Very many of the marine inhabitants of the archipelago now range thousands of miles beyond its confines; and analogy leads me to believe that it would be chiefly these far-ranging species which would oftenest produce new varieties; and the varieties would at first generally be local or confined to one place, but if possessed {302} of any decided advantage, or when further modified and improved, they would slowly spread and supplant their parent-forms. When such varieties returned to their ancient homes, as they would differ from their former state, in a nearly uniform, though perhaps extremely slight degree, they would, according to the principles followed by many palaeontologists, be ranked as new and distinct species.

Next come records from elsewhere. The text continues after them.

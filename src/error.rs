//! Unified error types for xmlconf.
//!
//! Defines [`XmlConfError`] (the main crate error enum) and
//! [`ValidationError`] for schema validation failures. Both use
//! `thiserror` for `Display` and `Error` derives. Error messages
//! name the offending path so a caller can locate the problem.

use std::path::PathBuf;

#[derive(Debug, Clone, PartialEq, Eq)]
pub struct ValidationError {
    /// Canonical path of the node that failed, e.g. `/configuration/sat/delay`.
    pub path: String,
    pub message: String,
}

impl ValidationError {
    pub fn new(path: impl Into<String>, message: impl Into<String>) -> Self {
        Self {
            path: path.into(),
            message: message.into(),
        }
    }
}

impl std::fmt::Display for ValidationError {
    fn fmt(&self, f: &mut std::fmt::Formatter<'_>) -> std::fmt::Result {
        write!(f, "  {}: {}", self.path, self.message)
    }
}

impl std::error::Error for ValidationError {}

fn format_errors(errors: &[ValidationError]) -> String {
    use std::fmt::Write;
    let mut buf = String::new();
    for (i, e) in errors.iter().enumerate() {
        if i > 0 {
            buf.push('\n');
        }
        // write! to String is infallible (only fails on OOM which is unrecoverable)
        let _ = write!(buf, "{e}");
    }
    buf
}

#[derive(Debug, thiserror::Error)]
#[non_exhaustive]
pub enum XmlConfError {
    #[error("Path '{path}' matched {found} nodes, expected exactly one")]
    Path { path: String, found: usize },

    #[error("Invalid path expression '{path}': {reason}")]
    PathSyntax { path: String, reason: String },

    #[error("Invalid operation: {0}")]
    InvalidOperation(String),

    #[error("Schema validation failed:\n{}", format_errors(.errors))]
    Validation { errors: Vec<ValidationError> },

    #[error("Cannot load {}:\n  {source}", path.display())]
    Load {
        path: PathBuf,
        #[source]
        source: Box<dyn std::error::Error + Send + Sync>,
    },

    #[error("File not found: {}", path.display())]
    FileNotFound { path: PathBuf },

    #[error("Unsupported export format: '{0}'")]
    UnsupportedFormat(String),

    #[error("{0}")]
    Io(#[from] std::io::Error),
}

impl XmlConfError {
    pub(crate) fn invalid(message: impl Into<String>) -> Self {
        Self::InvalidOperation(message.into())
    }

    pub(crate) fn load(
        path: impl Into<PathBuf>,
        source: impl Into<Box<dyn std::error::Error + Send + Sync>>,
    ) -> Self {
        Self::Load {
            path: path.into(),
            source: source.into(),
        }
    }
}

#[cfg(test)]
mod tests {
    use super::*;

    #[test]
    fn validation_errors_render_one_per_line() {
        let err = XmlConfError::Validation {
            errors: vec![
                ValidationError::new("/configuration/a", "bad value"),
                ValidationError::new("/configuration/b", "missing"),
            ],
        };
        let text = err.to_string();
        assert!(text.starts_with("Schema validation failed:\n"));
        assert!(text.contains("  /configuration/a: bad value\n  /configuration/b: missing"));
    }

    #[test]
    fn path_error_names_match_count() {
        let err = XmlConfError::Path {
            path: "//spot".into(),
            found: 3,
        };
        assert_eq!(
            err.to_string(),
            "Path '//spot' matched 3 nodes, expected exactly one"
        );
    }
}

If then, there be some degree of truth in these remarks, we have no right to expect to find in our geological formations, an infinite number of those fine transitional forms, which on my theory assuredly have connected all the past and present species of the same group into one long and branching chain of life. We ought only to look for a few links, some more closely, some more distantly related to each other; and these links, let them be ever so close, if found in different stages of the same formation, would, by most palaeontologists, be ranked as distinct species. But I do not pretend that I should ever have suspected how poor a record of the mutations of life, the best preserved geological section presented, had not the difficulty of our not discovering innumerable transitional links between the species which appeared at the commencement and close of each formation, pressed so hardly on my theory.



On the sudden appearance of whole groups of Allied Species.—The abrupt manner in which whole groups of species suddenly appear in certain formations, has been urged by several palaeontologists—for instance, by Agassiz, Pictet, and by none more forcibly than by Professor Sedgwick—as a fatal objection to the belief in the transmutation of species. If numerous species, belonging to the same genera or families, have really {303} started into life all at once, the fact would be fatal to the theory of descent with slow modification through natural selection. For the development of a group of forms, all of which have descended from some one progenitor, must have been an extremely slow process; and the progenitors must have lived long ages before their modified descendants. But we continually over-rate the perfection of the geological record, and falsely infer, because certain genera or families have not been found beneath a certain stage, that they did not exist before that stage. We continually forget how large the world is, compared with the area over which our geological formations have been carefully examined; we forget that groups of species may elsewhere have long existed and have slowly multiplied before they invaded the ancient archipelagoes of Europe and of the United States. We do not make due allowance for the enormous intervals of time, which have probably elapsed between our consecutive formations,—longer perhaps in most cases than the time required for the accumulation of each formation. These intervals will have given time for the multiplication of species from some one or some few parent-forms; and in the succeeding formation such species will appear as if suddenly created.